# Blizzard warning for Illinois



## plowzilla (Nov 19, 2004)

I love to plow snow but hate these storms! here is the warning or watch;
http://forecast.weather.gov/showsig...al_place1=Bartlett+IL&product1=Blizzard+Watch


----------



## snocrete (Feb 28, 2009)

plowzilla;1220456 said:


> I love to plow snow but hate these storms! here is the warning or watch;
> http://forecast.weather.gov/showsig...al_place1=Bartlett+IL&product1=Blizzard+Watch


I love it.


----------



## SnowMatt13 (Jan 8, 2003)

Just a watch now...too far out, the next 24-36 hours we could definately see a warning though.


----------



## PabstBlueRibbon (May 11, 2010)

Who cares! They are gonna hype it up and will get a 2-4" storm!


----------



## JohnnyU (Nov 21, 2002)

snocrete;1220480 said:


> I love it.


Me too! payup

I've been waiting for this one ALL YEAR!


----------



## SnowMatt13 (Jan 8, 2003)

Many have been waiting YEARS


----------



## Bigdoghd (Oct 22, 2009)

PabstBlueRibbon;1220575 said:


> Who cares! They are gonna hype it up and will get a 2-4" storm!

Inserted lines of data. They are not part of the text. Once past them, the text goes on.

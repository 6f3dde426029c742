//! The render surface seam.
//!
//! The layout engine never draws. It tells a [`RenderSurface`] which layers exist, when their
//! positions or group boxes changed and which decorations to show; the surface decides how to
//! turn that into pixels. The eframe application implements it for the native window, and
//! [`RecordingSurface`] records every call for tests.

use crate::layers::{Fade, Layer, LayerKey};
use crate::settings::Settings;
use eframe::egui::Pos2;
use std::cell::RefCell;
use std::rc::Rc;

/// Visual primitives of a diagram.
pub trait RenderSurface {
    /// Allocates the drawing container of a new layer.
    fn create_layer(&mut self, key: LayerKey, id: &str, root: bool);

    /// Builds the primitives of a freshly ingested layer.
    fn build_layer(&mut self, layer: &Layer, settings: &Settings);

    /// Node positions (and therefore link endpoints) changed.
    fn update_positions(&mut self, layer: &Layer);

    /// Group boxes changed.
    fn update_groups(&mut self, layer: &Layer);

    fn fade_layer(&mut self, key: LayerKey, fade: &Fade);

    /// Releases every primitive of a layer.
    fn remove_layer(&mut self, key: LayerKey);

    fn set_loading(&mut self, loading: bool);

    fn set_group_overlay_visible(&mut self, key: LayerKey, group: usize, visible: bool);

    /// Shows the dismiss button of a focused group at a world position, or hides it.
    fn set_close_button(&mut self, key: LayerKey, position: Option<Pos2>);

    fn set_ip_labels_visible(&mut self, visible: bool);

    fn set_toolbar_visible(&mut self, visible: bool);

    fn set_grouping_visible(&mut self, visible: bool);

    fn set_float_mode(&mut self, float_mode: bool);

    /// Releases everything the surface holds.
    fn teardown(&mut self);
}

/// A call received by a [`RecordingSurface`].
#[derive(Debug, Clone, PartialEq)]
pub enum SurfaceEvent {
    CreateLayer { key: LayerKey, id: String, root: bool },
    BuildLayer { key: LayerKey, nodes: usize, edges: usize, groups: usize },
    UpdatePositions(LayerKey),
    UpdateGroups(LayerKey),
    Fade { key: LayerKey, to: f32 },
    RemoveLayer(LayerKey),
    Loading(bool),
    GroupOverlay { key: LayerKey, group: usize, visible: bool },
    CloseButton { key: LayerKey, position: Option<Pos2> },
    IpLabels(bool),
    Toolbar(bool),
    Grouping(bool),
    FloatMode(bool),
    Teardown,
}

/// Surface that records every call; clones share the same log.
#[derive(Debug, Clone, Default)]
pub struct RecordingSurface {
    events: Rc<RefCell<Vec<SurfaceEvent>>>,
}

impl RecordingSurface {
    pub fn new() -> Self {
        Self::default()
    }

    /// Snapshot of the recorded calls.
    pub fn events(&self) -> Vec<SurfaceEvent> {
        self.events.borrow().clone()
    }

    pub fn contains(&self, event: &SurfaceEvent) -> bool {
        self.events.borrow().contains(event)
    }

    pub fn clear(&self) {
        self.events.borrow_mut().clear();
    }

    fn record(&self, event: SurfaceEvent) {
        self.events.borrow_mut().push(event);
    }
}

impl RenderSurface for RecordingSurface {
    fn create_layer(&mut self, key: LayerKey, id: &str, root: bool) {
        self.record(SurfaceEvent::CreateLayer {
            key,
            id: id.to_string(),
            root,
        });
    }

    fn build_layer(&mut self, layer: &Layer, _settings: &Settings) {
        self.record(SurfaceEvent::BuildLayer {
            key: layer.key,
            nodes: layer.nodes.len(),
            edges: layer.edges.len(),
            groups: layer.groups.len(),
        });
    }

    fn update_positions(&mut self, layer: &Layer) {
        self.record(SurfaceEvent::UpdatePositions(layer.key));
    }

    fn update_groups(&mut self, layer: &Layer) {
        self.record(SurfaceEvent::UpdateGroups(layer.key));
    }

    fn fade_layer(&mut self, key: LayerKey, fade: &Fade) {
        self.record(SurfaceEvent::Fade { key, to: fade.to });
    }

    fn remove_layer(&mut self, key: LayerKey) {
        self.record(SurfaceEvent::RemoveLayer(key));
    }

    fn set_loading(&mut self, loading: bool) {
        self.record(SurfaceEvent::Loading(loading));
    }

    fn set_group_overlay_visible(&mut self, key: LayerKey, group: usize, visible: bool) {
        self.record(SurfaceEvent::GroupOverlay { key, group, visible });
    }

    fn set_close_button(&mut self, key: LayerKey, position: Option<Pos2>) {
        self.record(SurfaceEvent::CloseButton { key, position });
    }

    fn set_ip_labels_visible(&mut self, visible: bool) {
        self.record(SurfaceEvent::IpLabels(visible));
    }

    fn set_toolbar_visible(&mut self, visible: bool) {
        self.record(SurfaceEvent::Toolbar(visible));
    }

    fn set_grouping_visible(&mut self, visible: bool) {
        self.record(SurfaceEvent::Grouping(visible));
    }

    fn set_float_mode(&mut self, float_mode: bool) {
        self.record(SurfaceEvent::FloatMode(float_mode));
    }

    fn teardown(&mut self) {
        self.record(SurfaceEvent::Teardown);
    }
}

Ya I'm with you on this one, I'll get excited when I see it. Of coarse it really doesn't matter because I really have no accounts to do anyway. Just the business, handful of friends and my 850' driveway. Hope you guys out there can make some cash on this one.


----------



## Philbilly2 (Aug 25, 2007)

Bring it on!!!


----------



## qualitycut (Jan 13, 2008)

You guys sound like us mn guys did when we were getting 18 until about half way though, you will change yo'u minds lol


----------